CHAPTERS FROM MY AUTOBIOGRAPHY.—XXIII.
BY MARK TWAIN.
(1845.)
[Dictated March 9, 1906.] ... I am talking of a time sixty years ago, and upwards. I remember the names of some of those schoolmates, and, by fitful glimpses, even their faces rise dimly before me for a moment—only just long enough to be recognized; then they vanish. I catch glimpses of George Robards, the Latin pupil—slender, pale, studious, bending over his book and absorbed in it, his long straight black hair hanging down below his jaws like a pair of curtains on the sides of his face.

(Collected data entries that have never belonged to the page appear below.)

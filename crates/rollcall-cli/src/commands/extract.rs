//! Extract command - run the extraction pipeline over an input directory.

use std::path::PathBuf;
use std::time::Instant;

use clap::{Args, ValueEnum};
use console::style;
use indicatif::{ProgressBar, ProgressStyle};
use tracing::debug;

use rollcall_core::models::config::OutputFormat as SinkFormat;
use rollcall_core::{list_source_files, write_records, ExtractionReport, Gazetteer, Pipeline, RecordExtractor};

use super::{load_config, push_records};

/// Output format.
#[derive(Clone, Copy, Debug, ValueEnum)]
pub enum OutputFormat {
    /// JSON array of records
    Json,
    /// CSV with a header row
    Csv,
}

impl From<OutputFormat> for SinkFormat {
    fn from(format: OutputFormat) -> Self {
        match format {
            OutputFormat::Json => SinkFormat::Json,
            OutputFormat::Csv => SinkFormat::Csv,
        }
    }
}

/// Arguments for the extract command.
#[derive(Args)]
pub struct ExtractArgs {
    /// Directory containing the spreadsheets
    #[arg(short, long)]
    input: Option<PathBuf>,

    /// Output file
    #[arg(short, long)]
    output: Option<PathBuf>,

    /// Output format
    #[arg(short, long, value_enum)]
    format: Option<OutputFormat>,

    /// Pretty-print JSON output
    #[arg(long)]
    pretty: bool,

    /// Locality list, one entry per line, replacing the configured gazetteer
    #[arg(short, long)]
    gazetteer: Option<PathBuf>,

    /// Read every worksheet instead of only the first
    #[arg(long)]
    all_sheets: bool,

    /// Extract files one at a time
    #[arg(long)]
    no_parallel: bool,

    /// Upload the records to the remote store afterwards
    #[arg(long)]
    upload: bool,

    /// Hide the progress bar
    #[arg(short, long)]
    quiet: bool,
}

pub async fn run(args: ExtractArgs, config_path: Option<&str>) -> anyhow::Result<()> {
    let start = Instant::now();
    let mut config = load_config(config_path)?;

    // Command line overrides
    if let Some(input) = args.input {
        config.input.dir = input;
    }
    if let Some(output) = args.output {
        config.output.path = output;
    }
    if let Some(format) = args.format {
        config.output.format = format.into();
    }
    config.output.pretty |= args.pretty;
    config.input.all_sheets |= args.all_sheets;
    if args.no_parallel {
        config.extraction.parallel = false;
    }

    let mut pipeline = Pipeline::from_config(&config);
    if let Some(path) = &args.gazetteer {
        let gazetteer = Gazetteer::from_file(path).map_err(|e| {
            anyhow::anyhow!("Failed to read gazetteer {}: {}", path.display(), e)
        })?;
        if gazetteer.is_empty() {
            anyhow::bail!("Gazetteer {} has no entries", path.display());
        }
        debug!("Loaded {} gazetteer entries from {}", gazetteer.len(), path.display());
        pipeline = pipeline.with_extractor(
            RecordExtractor::from_config(&config.extraction).with_gazetteer(gazetteer),
        );
    }

    let files = list_source_files(&config.input.dir, &config.input.extensions)?;

    println!(
        "{} Found {} files to process",
        style("ℹ").blue(),
        files.len()
    );

    let pb = if args.quiet {
        ProgressBar::hidden()
    } else {
        ProgressBar::new(files.len() as u64)
    };
    pb.set_style(
        ProgressStyle::default_bar()
            .template("{spinner:.green} [{elapsed_precise}] [{bar:40.cyan/blue}] {pos}/{len} files")?
            .progress_chars("=>-"),
    );

    let report = pipeline.run_with_progress(&files, |_| pb.inc(1));
    pb.finish_and_clear();

    write_records(
        &config.output.path,
        &report.records,
        config.output.format,
        config.output.pretty,
    )?;

    print_summary(&report, start.elapsed().as_millis());
    println!(
        "{} Wrote {} records to {}",
        style("✓").green(),
        report.records.len(),
        config.output.path.display()
    );

    if args.upload {
        let upload = push_records(&config, &report.records).await?;
        if !upload.is_complete() {
            anyhow::bail!("{} batches failed to upload", upload.failed_batches.len());
        }
    }

    Ok(())
}

fn print_summary(report: &ExtractionReport, elapsed_ms: u128) {
    println!();
    println!(
        "{} Processed {} files in {}ms",
        style("✓").green(),
        report.files_processed,
        elapsed_ms
    );
    println!(
        "   {} tables, {} failed files",
        report.tables,
        style(report.failures.len()).red()
    );
    for (layout, count) in &report.layouts {
        println!("   {:<14} {}", layout.to_string(), count);
    }
    println!("   Total records found: {}", report.candidates);
    println!(
        "   Total unique voters: {}",
        style(report.records.len()).green()
    );

    if !report.failures.is_empty() {
        println!();
        println!("{}", style("Failed files:").red());
        for failure in &report.failures {
            println!("  - {}: {}", failure.path.display(), failure.error);
        }
    }
}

I can see him give his head a toss and flirt one of the curtains back around his head—to get it out of his way, apparently; really to show off. In that day it was a great thing among the boys to have hair of so flexible a sort that it could be flung back in that way, with a flirt of the head. George Robards was the envy of us all. For there was no hair among us that was so competent for this exhibition as his—except, perhaps, the yellow locks of Will Bowen and John Robards. My hair was a dense ruck of short curls, and so was my brother Henry's. We tried all kinds of devices to get these crooks straightened out so that they would flirt, but we never succeeded. Sometimes, by soaking our heads and then combing and brushing our hair down tight and flat to our skulls, we could get it straight, temporarily, and this gave us a comforting moment of joy; but the first time we gave it a flirt it all shrivelled into curls again and our happiness was gone.